Messa per Tancredi

“Perfino i capelli del vostro capo sono contati”. Questa rassicurazione così paterna e materna ci aiuta a comprendere qual è la volontà del Padre per ogni persona: che niente vada perduto. Tutto ha valore, perché tutto è amato da Dio. Gli uomini perdono tanta vita, spesso senza accorgersene, non sapendo contare i nostri giorni, l’avanzare inesauribile del tempo con il suo contatore che imprevedibile stabilisce poi il suo esaurirsi. Perdiamo tanta vita perché vogliamo tenercela stretta, perché ne investiamo tanta per il nostro benessere, finendo per essere solo più fragili e storditi e per affezionarci alle cose e non alle persone, perché la vita la troviamo donandola. Se non ci lasciamo addomesticare dal Signore e dal prossimo diventiamo solo più selvatici, e il mondo intorno diventa più duro per tutti.

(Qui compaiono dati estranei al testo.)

use std::fs::OpenOptions;
use std::io::Write;
use std::path::{Path, PathBuf};
use std::sync::{Arc, Mutex};

use anyhow::bail;
use chrono::{SecondsFormat, Utc};
use serde::Serialize;
use serde_json::Value;

/// The run lifecycle as it lands in `events.jsonl`. The vocabulary is
/// closed: every line the orchestrator writes is one of these.
#[derive(Debug, Clone, PartialEq, Serialize)]
#[serde(tag = "type", rename_all = "snake_case")]
pub enum SessionEvent {
    RunStarted {
        flow: String,
        total: usize,
    },
    TaskCompleted {
        task: usize,
        label: String,
    },
    TaskFailed {
        task: usize,
        label: String,
        error: String,
    },
    UsageRecorded {
        task: usize,
        input_tokens: u64,
        output_tokens: u64,
        estimated_cost_usd: f64,
    },
    RunCompleted {
        attempted: usize,
        succeeded: usize,
        failed: usize,
    },
}

impl SessionEvent {
    pub fn kind(&self) -> &'static str {
        match self {
            SessionEvent::RunStarted { .. } => "run_started",
            SessionEvent::TaskCompleted { .. } => "task_completed",
            SessionEvent::TaskFailed { .. } => "task_failed",
            SessionEvent::UsageRecorded { .. } => "usage_recorded",
            SessionEvent::RunCompleted { .. } => "run_completed",
        }
    }
}

/// Append-only writer for the session's `events.jsonl`.
///
/// Each event serializes to one compact JSON object per line, stamped with
/// the owning `session_id` and an RFC 3339 `ts` alongside the event fields.
#[derive(Debug, Clone)]
pub struct EventWriter {
    inner: Arc<EventWriterInner>,
}

#[derive(Debug)]
struct EventWriterInner {
    path: PathBuf,
    session_id: String,
    lock: Mutex<()>,
}

impl EventWriter {
    pub fn new(path: impl Into<PathBuf>, session_id: impl Into<String>) -> Self {
        Self {
            inner: Arc::new(EventWriterInner {
                path: path.into(),
                session_id: session_id.into(),
                lock: Mutex::new(()),
            }),
        }
    }

    pub fn path(&self) -> &Path {
        &self.inner.path
    }

    pub fn session_id(&self) -> &str {
        &self.inner.session_id
    }

    pub fn emit(&self, event: &SessionEvent) -> anyhow::Result<Value> {
        let mut line_value = serde_json::to_value(event)?;
        let Some(object) = line_value.as_object_mut() else {
            bail!("session event did not serialize to an object");
        };
        object.insert(
            "session_id".to_string(),
            Value::String(self.inner.session_id.clone()),
        );
        object.insert("ts".to_string(), Value::String(now_utc_iso()));

        if let Some(parent) = self.inner.path.parent() {
            std::fs::create_dir_all(parent)?;
        }

        let line = serde_json::to_string(&line_value)?;
        let _guard = self
            .inner
            .lock
            .lock()
            .map_err(|_| anyhow::anyhow!("event writer lock poisoned"))?;
        let mut file = OpenOptions::new()
            .create(true)
            .append(true)
            .open(&self.inner.path)?;
        file.write_all(line.as_bytes())?;
        file.write_all(b"\n")?;

        Ok(line_value)
    }
}

pub fn now_utc_iso() -> String {
    Utc::now().to_rfc3339_opts(SecondsFormat::Micros, false)
}

#[cfg(test)]
mod tests {
    use std::fs;

    use chrono::DateTime;
    use serde_json::json;

    use super::*;

    #[test]
    fn emit_writes_compact_jsonl_line() -> anyhow::Result<()> {
        let temp = tempfile::tempdir()?;
        let path = temp.path().join("events.jsonl");
        let writer = EventWriter::new(&path, "session-7");

        let emitted = writer.emit(&SessionEvent::RunStarted {
            flow: "macroSet".to_string(),
            total: 4,
        })?;

        let content = fs::read_to_string(&path)?;
        let line = content.lines().next().unwrap_or("");
        let parsed: Value = serde_json::from_str(line)?;

        assert_eq!(parsed, emitted);
        assert_eq!(parsed["type"], json!("run_started"));
        assert_eq!(parsed["session_id"], json!("session-7"));
        assert_eq!(parsed["flow"], json!("macroSet"));
        assert_eq!(parsed["total"], json!(4));

        let ts = parsed["ts"].as_str().unwrap_or("");
        DateTime::parse_from_rfc3339(ts)?;
        Ok(())
    }

    #[test]
    fn emit_appends_one_line_per_event() -> anyhow::Result<()> {
        let temp = tempfile::tempdir()?;
        let path = temp.path().join("events.jsonl");
        let writer = EventWriter::new(&path, "session-7");

        writer.emit(&SessionEvent::TaskCompleted {
            task: 0,
            label: "Full Grid".to_string(),
        })?;
        writer.emit(&SessionEvent::RunCompleted {
            attempted: 1,
            succeeded: 1,
            failed: 0,
        })?;

        let content = fs::read_to_string(&path)?;
        let lines: Vec<&str> = content.lines().collect();
        assert_eq!(lines.len(), 2);

        let first: Value = serde_json::from_str(lines[0])?;
        let second: Value = serde_json::from_str(lines[1])?;
        assert_eq!(first["type"], json!("task_completed"));
        assert_eq!(second["type"], json!("run_completed"));
        Ok(())
    }

    #[test]
    fn event_tags_match_their_kind() {
        let event = SessionEvent::TaskFailed {
            task: 2,
            label: "Material Study".to_string(),
            error: "quota exhausted".to_string(),
        };
        assert_eq!(event.kind(), "task_failed");
        let value = serde_json::to_value(&event).unwrap_or_default();
        assert_eq!(value["type"].as_str(), Some(event.kind()));
        assert_eq!(value["error"], json!("quota exhausted"));
    }
}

La forza che Gesù ci dona è quella che Lui stesso vive e ci comunica: non perdere nessuno e andare a cercare chi si è perduto. Non giudica, non aspetta che torni: va a cercare. Gesù si è fatto Lui stesso senza fissa dimora solo per prepararci un posto in quella sua casa con tante dimore dove vuole predisporcelo. E continua nell’amara esperienza che non c’è posto per loro nell’albergo!

La vita è relazione, e “io sono” quando incontro e riconosco il “tu sei” come parte di me. I farisei non hanno il problema di amare, di cercare l’amore, ma quello del giudizio. Non si perdono certo per andare a cercare: guardano da lontano, osservano con scrupolo, che poi diventa facilmente ossessione, la legge, dimenticando il cuore, tanto che temono la misericordia, che in realtà è la pienezza delle legge. Anche i farisei conoscono chi si è perduto, ma non hanno il problema di Gesù, di amarlo e di volerlo con sé. Non è più loro fratello e loro non sono più fratelli per lui. Gesù, invece, è il Padre che corre incontro perché non aspettava altro: che il figlio perduto ritorni in vita. E per questo perde la sua vita: perché tutti noi la troviamo.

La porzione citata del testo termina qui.